Dans un précédent article, je revenais sur la stratégie adoptée par plusieurs partis d’opposition de coaliser leur force autour d’un candidat unique face au parti du gouvernement, le Fidesz. Il n’y avait pas de coalition dans toutes les villes et, parfois, les partis regroupés n’étaient pas les mêmes. À Budapest, la capitale, cinq partis étaient partenaires, allant de l’écologie, à la gauche en passant par les socio-libéraux. Avec le soutien d’un candidat indépendant, et profitant d’un léger sursaut de la participation, ils ont remporté le scrutin dans 14 arrondissements de Budapest, contre 7 pour le Fidesz. Jobbik, le parti d’extrême droite devenu plus modéré, qui avait refusé la grande coalition, perd son seul siège au conseil municipal de Budapest. De plus, le candidat de la coalition d’opposition, Gergely Karácsony, a réussi l’exploit de faire tomber le maire sortant István Tarlós du Fidesz, avec plus de 50% des voix.

C’est un véritable coup de tonnerre dans le champ politique hongrois. Depuis dix ans, le Premier ministre Orbán était habitué aux discours de victoire, son parti a en effet remporté l’ensemble des scrutins depuis son accession au pouvoir en 2010, notamment les dernières élections européennes. Le Fidesz a donc dû concéder la défaite à Budapest, après une campagne marquée par des lancers de boules puantes venant des deux côtés, une vidéo a d’ailleurs été publiée, montrant le maire de Györ en pleine orgie sur un yacht.

… Mais le Fidesz reste vainqueur

La coalition d’opposition espérait remporter deux ou trois villes. C’est finalement 10 des 23 plus grandes villes qui basculent hors de la sphère d’Orbán. Notons de surcroît que la ville de Hódmezővásárhely, qui avait vu naître cette forme de coalition contre le pouvoir, n’a pas changé d’avis en élisant un nouveau maire indépendant. Cela montre que la fatigue du pouvoir commence à se faire sentir dans les campagnes, ce qui est déterminant pour transformer un maillage territorial très en faveur d’Orbán.

Car, malgré tout, le Fidesz reste très bien implanté dans les territoires ruraux. En effet, il se place en héraut d’un « christianisme pris d’assaut » par les menaces extérieures et « pourfendeur d’une Europe libérale » qui menace le niveau de vie de la classe moyenne magyare. C’est un discours qui plaît traditionnellement aux populations qui vivent hors des grandes villes, plus encline à un conservatisme social.

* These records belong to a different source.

use crate::constants::*;
use crate::geometry::{explosion_burst, Burst};
use glam::Vec3;
use rand::Rng;

#[derive(Copy, Clone, Debug, PartialEq, Eq, Hash, PartialOrd, Ord)]
pub struct ExplosionId(pub u64);

/// Particle burst spawned where a wish lands.
#[derive(Clone, Debug)]
pub struct Explosion {
    pub id: ExplosionId,
    pub origin: Vec3,
    pub positions: Vec<Vec3>,
    pub velocities: Vec<Vec3>,
    pub colors: Vec<Vec3>,
    age: f32,
}

impl Explosion {
    pub fn spawn<R: Rng + ?Sized>(id: ExplosionId, origin: Vec3, rng: &mut R) -> Self {
        let Burst {
            positions,
            velocities,
            colors,
        } = explosion_burst(origin, EXPLOSION_PARTICLES, rng);
        Self {
            id,
            origin,
            positions,
            velocities,
            colors,
            age: 0.0,
        }
    }

    #[inline]
    pub fn age(&self) -> f32 {
        self.age
    }

    /// Linear fade over the lifetime, 1 at spawn and 0 at expiry.
    #[inline]
    pub fn opacity(&self) -> f32 {
        (1.0 - self.age / EXPLOSION_LIFETIME).clamp(0.0, 1.0)
    }

    #[inline]
    pub fn is_expired(&self) -> bool {
        self.age > EXPLOSION_LIFETIME
    }

    /// Integrate one frame. Returns `false` once the burst has expired and
    /// should be dropped; expired bursts are not integrated further.
    pub fn step(&mut self, dt: f32) -> bool {
        if self.is_expired() {
            return false;
        }
        self.age += dt.max(0.0);
        if self.is_expired() {
            return false;
        }
        for (p, v) in self.positions.iter_mut().zip(self.velocities.iter_mut()) {
            *p += *v * dt;
            v.y += EXPLOSION_GRAVITY * dt;
            *v *= EXPLOSION_DRAG;
        }
        true
    }
}
// Host-side tests for the per-point animation rules.

use glam::{Vec2, Vec3};
use tree_core::constants::*;
use tree_core::shader::*;
use tree_core::AnimationState;

fn point() -> TreePoint {
    TreePoint {
        base: Vec3::new(1.5, 4.0, -0.5),
        normal: Vec3::new(0.9, 0.3, -0.3).normalize(),
        color: Vec3::new(1.0, 0.1, 0.6),
        seed: Vec3::new(0.2, 0.7, 0.4),
        speed: 1.1,
        scale: 0.3,
    }
}

fn uniforms(time: f32, flash: f32, unleash: f32) -> AnimationState {
    let mut u = AnimationState::new();
    u.time = time;
    u.flash = flash;
    u.unleash = unleash;
    u
}

fn axis_distance(p: Vec3) -> f32 {
    (p.x * p.x + p.z * p.z).sqrt()
}

#[test]
fn idle_motion_stays_close_to_the_base_position() {
    let p = point();
    let bound = BREATH_AMPLITUDE + BOB_AMPLITUDE + TWIST_AMPLITUDE * 2.0 + 1e-5;
    for i in 0..200 {
        let out = tree_vertex(&p, &uniforms(i as f32 * 0.05, 0.0, 0.0), -20.0);
        assert!((out.position - p.base).length() <= bound);
        assert_eq!(out.color, p.color);
        assert!(out.alpha >= 0.2 - 1e-6 && out.alpha <= 1.0 + 1e-6);
    }
}

#[test]
fn output_is_a_pure_function_of_time() {
    let p = point();
    let a = tree_vertex(&p, &uniforms(3.7, 0.0, 0.4), -15.0);
    let _ = tree_vertex(&p, &uniforms(9.1, 0.0, 0.4), -15.0);
    let b = tree_vertex(&p, &uniforms(3.7, 0.0, 0.4), -15.0);
    assert_eq!(a, b);
}

#[test]
fn full_unleash_pushes_points_out_and_whitens_them() {
    let p = point();
    let idle = tree_vertex(&p, &uniforms(1.0, 0.0, 0.0), -20.0);
    let out = tree_vertex(&p, &uniforms(1.0, 0.0, 1.0), -20.0);
    let pushed = axis_distance(out.position) - axis_distance(idle.position);
    assert!(pushed > UNLEASH_EXPANSION - UNLEASH_NOISE * 2.0, "pushed only {pushed}");
    let white = Vec3::from_array(UNLEASH_WHITE);
    assert!((out.color - p.color.lerp(white, 0.5)).length() < 1e-5);
    assert!((out.point_size / idle.point_size - 3.0).abs() < 1e-4);
}

#[test]
fn tiny_unleash_leaves_the_tree_intact() {
    let p = point();
    let idle = tree_vertex(&p, &uniforms(2.0, 0.0, 0.0), -20.0);
    // smoothstep(0.05) is below the displacement threshold
    let out = tree_vertex(&p, &uniforms(2.0, 0.0, 0.05), -20.0);
    assert_eq!(out.position, idle.position);
    assert_eq!(out.color, idle.color);
}

#[test]
fn points_on_the_axis_do_not_produce_nan() {
    let p = TreePoint {
        base: Vec3::new(0.0, 6.0, 0.0),
        normal: Vec3::Y,
        ..point()
    };
    for t in [0.0, 1.0, 2.5] {
        let out = tree_vertex(&p, &uniforms(t, 0.0, 1.0), -20.0);
        assert!(out.position.is_finite());
    }
}

#[test]
fn point_size_attenuates_with_depth() {
    let p = point();
    let u = uniforms(0.0, 0.0, 0.0);
    let near = tree_vertex(&p, &u, -10.0).point_size;
    let far = tree_vertex(&p, &u, -20.0).point_size;
    assert!((near - p.scale * 20.0).abs() < 1e-4);
    assert!((near / far - 2.0).abs() < 1e-4);
    assert!(tree_vertex(&p, &u, 0.0).point_size.is_finite());
}

#[test]
fn fragments_outside_the_sprite_are_discarded() {
    let u = uniforms(0.0, 0.0, 0.0);
    assert!(tree_fragment(Vec2::new(0.0, 0.0), Vec3::ONE, 1.0, &u).is_none());
    assert!(tree_fragment(Vec2::new(0.5, 1.0), Vec3::ONE, 1.0, &u).is_some());
    let center = tree_fragment(Vec2::splat(0.5), Vec3::ONE, 0.8, &u).unwrap();
    assert!((center.alpha - 0.8).abs() < 1e-6);
    let edge = tree_fragment(Vec2::new(0.5, 0.95), Vec3::ONE, 0.8, &u).unwrap();
    assert!((edge.alpha - 0.8 * 0.1_f32.powf(1.5)).abs() < 1e-4);
}

#[test]
fn flash_brightens_and_raises_alpha() {
    let c = Vec3::new(0.5, 0.1, 0.3);
    let calm = tree_fragment(Vec2::splat(0.5), c, 0.6, &uniforms(0.0, 0.0, 0.0)).unwrap();
    let lit = tree_fragment(Vec2::splat(0.5), c, 0.6, &uniforms(0.0, 1.0, 0.0)).unwrap();
    assert!((lit.color - (c + Vec3::splat(0.8))).length() < 1e-6);
    assert!((lit.alpha - (calm.alpha + 0.5)).abs() < 1e-6);
}

#[test]
fn snow_wraps_inside_the_box() {
    let base = Vec3::new(3.0, 10.0, -2.0);
    let seed = Vec3::new(0.1, 0.5, 0.9);
    for i in 0..500 {
        let t = i as f32 * 0.37;
        let out = snow_vertex(base, seed, 0.6, 0.4, t, SNOW_BOX_HEIGHT, -25.0);
        assert!(out.position.y >= -SNOW_BOX_HEIGHT / 2.0 - 1e-4);
        assert!(out.position.y < SNOW_BOX_HEIGHT / 2.0 + 1e-4);
        assert!((out.position.x - base.x).abs() <= 0.5 + 1e-6);
        assert!((out.position.z - base.z).abs() <= 0.5 + 1e-6);
    }
    // flakes fall: a short step lowers y unless it wraps
    let a = snow_vertex(base, seed, 0.6, 0.4, 1.0, SNOW_BOX_HEIGHT, -25.0);
    let b = snow_vertex(base, seed, 0.6, 0.4, 1.1, SNOW_BOX_HEIGHT, -25.0);
    assert!(b.position.y < a.position.y);
}

#[test]
fn snow_fragment_uses_a_softer_falloff() {
    let tree = tree_fragment(
        Vec2::new(0.5, 0.8),
        Vec3::ONE,
        1.0,
        &uniforms(0.0, 0.0, 0.0),
    )
    .unwrap();
    let snow = snow_fragment(Vec2::new(0.5, 0.8), Vec3::ONE, 1.0).unwrap();
    assert!((snow.alpha - 0.4_f32.powi(2) * 0.8).abs() < 1e-5);
    assert!(snow.alpha < tree.alpha);
}

#[test]
fn trail_points_scale_with_alpha() {
    let p = trail_point(Vec3::ONE, 0.5);
    assert_eq!(p.point_size, TRAIL_POINT_SIZE * 0.5);
    assert_eq!(p.alpha, 0.5);
    assert_eq!(p.color, Vec3::from_array(TRAIL_COLOR));
    assert!(trail_fragment(Vec2::ZERO, 1.0).is_none());
    assert_eq!(trail_fragment(Vec2::splat(0.5), 0.3).unwrap().alpha, 0.3);
}
use crate::color::parse_hex;
use crate::constants::*;
use crate::error::ConfigError;
use glam::Vec3;

/// Scene color stops.
#[derive(Clone, Copy, Debug, PartialEq)]
pub struct Palette {
    pub core: Vec3,
    pub mid: Vec3,
    pub edge: Vec3,
    pub snow: Vec3,
    pub ring: Vec3,
}

impl Palette {
    pub fn from_hex(
        core: &str,
        mid: &str,
        edge: &str,
        snow: &str,
        ring: &str,
    ) -> Result<Self, ConfigError> {
        Ok(Self {
            core: parse_hex(core)?,
            mid: parse_hex(mid)?,
            edge: parse_hex(edge)?,
            snow: parse_hex(snow)?,
            ring: parse_hex(ring)?,
        })
    }
}

impl Default for Palette {
    // deep pink, coral, gold, pale pink, amber
    fn default() -> Self {
        Self {
            core: Vec3::new(1.0, 20.0 / 255.0, 147.0 / 255.0),
            mid: Vec3::new(1.0, 127.0 / 255.0, 80.0 / 255.0),
            edge: Vec3::new(1.0, 215.0 / 255.0, 0.0),
            snow: Vec3::new(1.0, 234.0 / 255.0, 245.0 / 255.0),
            ring: Vec3::new(1.0, 191.0 / 255.0, 0.0),
        }
    }
}

/// Fixed scene parameters. Built once and read by every generator.
#[derive(Clone, Debug, PartialEq)]
pub struct SceneConfig {
    pub particle_count: usize,
    pub snow_count: usize,
    pub ring_particles: usize,
    pub tree_height: f32,
    pub tree_radius: f32,
    pub palette: Palette,
    pub bloom_strength: f32,
    /// Mean fingertip-to-wrist distance above which a hand counts as open.
    pub open_threshold: f32,
}

impl Default for SceneConfig {
    fn default() -> Self {
        Self {
            particle_count: TREE_PARTICLE_COUNT,
            snow_count: SNOW_PARTICLE_COUNT,
            ring_particles: RING_PARTICLES,
            tree_height: TREE_HEIGHT,
            tree_radius: TREE_RADIUS,
            palette: Palette::default(),
            bloom_strength: BLOOM_STRENGTH,
            open_threshold: OPEN_HAND_THRESHOLD,
        }
    }
}

impl SceneConfig {
    pub fn validate(&self) -> Result<(), ConfigError> {
        if self.particle_count == 0 {
            return Err(ConfigError::InvalidCount {
                name: "particle_count",
                min: 1,
                value: self.particle_count,
            });
        }
        // the outermost ring must keep at least one point
        let min_ring = RING_PARTICLE_STEP * (RING_COUNT - 1) + 1;
        if self.ring_particles < min_ring {
            return Err(ConfigError::InvalidCount {
                name: "ring_particles",
                min: min_ring,
                value: self.ring_particles,
            });
        }
        if !(self.tree_height > 0.0) {
            return Err(ConfigError::InvalidDimension {
                name: "tree_height",
                value: self.tree_height,
            });
        }
        if !(self.tree_radius > 0.0) {
            return Err(ConfigError::InvalidDimension {
                name: "tree_radius",
                value: self.tree_radius,
            });
        }
        if !(self.open_threshold > 0.0 && self.open_threshold < 1.0) {
            return Err(ConfigError::InvalidThreshold(self.open_threshold));
        }
        Ok(())
    }

    /// Where wishes land: just above the tree tip.
    pub fn wish_target(&self) -> Vec3 {
        Vec3::new(0.0, self.tree_height + WISH_TARGET_LIFT, 0.0)
    }
}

Le Fidesz conserve ainsi facilement la direction des 19 départements.

De nombreuses enquêtes d’opinion démontrent que les électeurs font traditionnellement plus confiance à leurs élus locaux. À Budapest, cette opposition municipale, en plein cœur de la capitale hongroise, résonne particulièrement – voire raisonne – chez les tenants d’une philosophie localiste, girondine du pouvoir qui, de Michel Rocard à Michel Onfray [1], appelle à « décoloniser les provinces ».

La prise de la Perle du Danube par l’opposition apparaît comme un signe favorable pour les prochaines échéances législatives, qui auront lieu en 2022. Néanmoins, gare à ne pas surinterpréter ce résultat, le Fidesz ayant remporté l’ensemble des scrutins électoraux depuis une dizaine d’années. Budapest rejoint néanmoins la petite liste des capitales aux mains d’une opposition à un pouvoir accusé de dérive autoritaire, comme c’est le cas de Varsovie, dirigée par l’opposition de centre-droit ou d’Istanbul, poumon économique de la Turquie, où la victoire de l’opposant laïc Ekrem İmamoğlu avait sonné comme un coup de semonce à l’encontre du président Erdoğan qui, ayant occupé le même poste de maire stambouliote avait alors prophétisé que « Qui contrôle Istanbul, contrôle la Turquie ». Une phrase qui a dû se répéter dans les têtes de tous ses soutiens, voire ses homologues polonais et hongrois…

[1] : Michel ONFRAY, Décoloniser les provinces, contribution à toutes les présidentielles. Éditions de l’Observatoire, mars 2017.